ImageMagick
Convert, edit, compose, or display images
SYNOPSIS
magick [options...] [subcommand] input-file[...] [output-file]
PARAMETERS
-help
Display usage summary and available options
-version
Print ImageMagick version and build info
-list type
List capabilities (formats, fonts, delegates, etc.)
-resize geometry
Resize image to widthxheight (e.g., 800x600)
-quality value
Set JPEG/MIFF/PNG compression quality (0-100)
-rotate angle
Rotate image by degrees (90, 180, 270, arbitrary)
-crop geometry
Crop image to specified widthxheight[+x+y]
-blur radius[xsigma]
Apply Gaussian blur filter
-sharpen radius[xsigma]
Sharpen image with unsharp mask
-strip
Remove all profile/image metadata
-density DPI
Set resolution for input/output
-colorspace type
Convert to RGB/sRGB/GRAY/CMYK etc.
-gravity type
Set North/South/East/West/Center for positioning
-font name
Specify font for text annotations
-pointsize value
Set font size for drawing text
-define key=value
Set special format-specific parameters
-limit type value
Limit memory/disk/time (e.g., memory 256MiB)
DESCRIPTION
ImageMagick is a comprehensive open-source software suite for creating, editing, composing, converting, and manipulating bitmap images. It supports over 200 image formats, including JPEG, PNG, GIF, TIFF, PDF, and more. The primary command-line interface in modern versions (7+) is magick, which unifies access to various tools like conversion, identification, and transformation.
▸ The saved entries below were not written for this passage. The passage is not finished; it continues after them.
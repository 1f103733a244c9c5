//! On-screen piano keys - drawing; geometry comes from `keytone::io::layout`

use ratatui::{
    layout::{Alignment, Rect},
    style::{Color, Modifier, Style},
    text::{Line, Span},
    widgets::{Block, Borders, Clear, Paragraph},
    Frame,
};

use keytone::io::{layout_keys, KeyArea, KeyRect};

use super::view::PianoView;

/// Lay the keys out in a terminal area.
pub fn keys_in(area: Rect) -> Vec<KeyArea> {
    layout_keys(KeyRect::new(area.x, area.y, area.width, area.height))
}

fn cell_rect(rect: KeyRect) -> Rect {
    Rect::new(rect.x, rect.y, rect.width, rect.height)
}

pub fn render_keyboard(frame: &mut Frame, keys: &[KeyArea], view: &PianoView) {
    for black in [false, true] {
        for area in keys.iter().filter(|k| k.black == black) {
            render_key(frame, area, view.is_pressed(area.key));
        }
    }
}

fn render_key(frame: &mut Frame, area: &KeyArea, pressed: bool) {
    let rect = cell_rect(area.rect);
    if rect.is_empty() {
        return;
    }
    let (fg, bg) = match (area.black, pressed) {
        (_, true) => (Color::Black, Color::LightCyan),
        (true, false) => (Color::White, Color::Black),
        (false, false) => (Color::Black, Color::White),
    };
    let style = Style::default().fg(fg).bg(bg);

    let mut lines = vec![Line::from("")];
    if rect.height > 4 {
        lines.resize(rect.height as usize - 4, Line::from(""));
    }
    lines.push(Line::from(Span::styled(
        area.binding.note.name(),
        style.add_modifier(Modifier::BOLD),
    )));
    lines.push(Line::from(Span::styled(area.key, style)));

    let key = Paragraph::new(lines)
        .alignment(Alignment::Center)
        .style(style)
        .block(Block::default().borders(Borders::ALL).style(style));
    frame.render_widget(Clear, rect);
    frame.render_widget(key, rect);
}
//! Benchmarks for oscillator waveform generation.

use std::hint::black_box;

use criterion::{BenchmarkId, Criterion};
use keytone::dsp::{oscillator::OscillatorBlock, Waveform};

use crate::BLOCK_SIZES;

pub fn bench_oscillator(c: &mut Criterion) {
    let mut group = c.benchmark_group("dsp/oscillator");

    for &size in BLOCK_SIZES {
        let mut buffer = vec![0.0f32; size];

        for waveform in Waveform::ALL {
            let mut osc = OscillatorBlock::new(waveform, 440.0);
            group.bench_with_input(BenchmarkId::new(waveform.name(), size), &size, |b, _| {
                b.iter(|| {
                    osc.render(black_box(&mut buffer), black_box(48_000.0));
                })
            });
        }
    }

    group.finish();
}
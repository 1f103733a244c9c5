use crate::dsp::oscillator::{OscillatorBlock, Waveform};
use crate::graph::node::{GraphNode, RenderCtx};

/*
Scheduled Oscillator
====================

A voice's signal generator. Shape and frequency are fixed when the node is
created; the node is silent until its start time on the audio clock and
silent again from its stop time onward.

  time  ──────┬───────────────────────┬──────→
              start                   stop
  output  0   │ ∿∿∿∿∿∿∿∿∿∿∿∿∿∿∿∿∿∿∿∿∿ │   0

Start and stop are checked per sample, so the cut happens on the exact
sample the audio clock reaches the stop time, regardless of block size or
event-loop jitter. The phase starts at 0 on the first sounding sample.
*/

pub struct OscNode {
    osc: OscillatorBlock,
    start: Option<f64>,
    stop: Option<f64>,
}

impl OscNode {
    pub fn new(waveform: Waveform, frequency: f64) -> Self {
        Self {
            osc: OscillatorBlock::new(waveform, frequency),
            start: None,
            stop: None,
        }
    }

    pub fn start_at(&mut self, time: f64) {
        self.start = Some(time);
        self.osc.reset();
    }

    pub fn stop_at(&mut self, time: f64) {
        self.stop = Some(time);
    }

    pub fn waveform(&self) -> Waveform {
        self.osc.waveform()
    }

    pub fn frequency(&self) -> f64 {
        self.osc.frequency()
    }

    pub fn start_time(&self) -> Option<f64> {
        self.start
    }

    pub fn stop_time(&self) -> Option<f64> {
        self.stop
    }

    /// True while the oscillator produces samples at `time`.
    pub fn is_sounding(&self, time: f64) -> bool {
        let started = self.start.is_some_and(|start| time >= start);
        let stopped = self.stop.is_some_and(|stop| time >= stop);
        started && !stopped
    }
}

impl GraphNode for OscNode {
    fn render_block(&mut self, out: &mut [f32], ctx: &RenderCtx) {
        for (i, sample) in out.iter_mut().enumerate() {
            *sample = if self.is_sounding(ctx.time_at(i)) {
                self.osc.next_sample(ctx.sample_rate)
            } else {
                0.0
            };
        }
    }

    fn is_active(&self, time: f64) -> bool {
        !self.stop.is_some_and(|stop| time >= stop)
    }
}
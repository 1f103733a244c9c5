/// The display side of the piano: key highlights and the current-note label.
///
/// The engine only calls into it. A surface without a given key simply
/// ignores calls naming it.
pub trait Surface {
    fn set_pressed(&mut self, key: &str, pressed: bool);

    fn set_current_note(&mut self, label: &str);
}

/// Surface that displays nothing (headless use, benchmarks).
#[derive(Debug, Default, Clone, Copy)]
pub struct NullSurface;

impl Surface for NullSurface {
    fn set_pressed(&mut self, _key: &str, _pressed: bool) {}

    fn set_current_note(&mut self, _label: &str) {}
}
Common tasks include resizing images with -resize, adjusting quality, applying filters (blur, sharpen, edge detect), rotating, cropping, adding text or watermarks, and batch processing. It excels in scripting and automation for web graphics, photo editing, scientific visualization, and media processing pipelines.
ImageMagick handles complex operations like image layering, morphology, Fourier transforms, and colorspace conversions (RGB, CMYK, grayscale). It's widely used in Linux environments, integrated with tools like Ghostscript for PDF handling. While powerful, it requires careful resource management due to potential high memory usage on large images.
The suite includes delegates for formats like SVG (via librsvg) and offers a Perl API (Magick::) for advanced scripting. Output can be to files, stdout, or named pipes.
CAVEATS
High memory usage on large images; historical security vulnerabilities in image parsing (e.g., buffer overflows)—process only trusted files or use sandboxing/policy.xml restrictions. Some formats require external delegates.
SUBCOMMANDS
convert (transform), identify (info/metadata), mogrify (in-place edit), composite (overlay), montage (thumbnails), animate (playback), display (GUI viewer)
SECURITY POLICIES
Edit /etc/ImageMagick-6/policy.xml to disable risky features: e.g., <policy domain="path" rights="none" pattern="@*"/>
Runtime: magick -define policy:memory=256MiB input.png output.jpg
HISTORY
Developed by John Cristy starting in 1990 on a Mac; ported to Unix in 1991. Gained popularity in 2000s for web/CD pipelines. Version 6 used separate binaries (convert, etc.); v7 (2017+) introduced unified magick CLI for better maintenance/portability.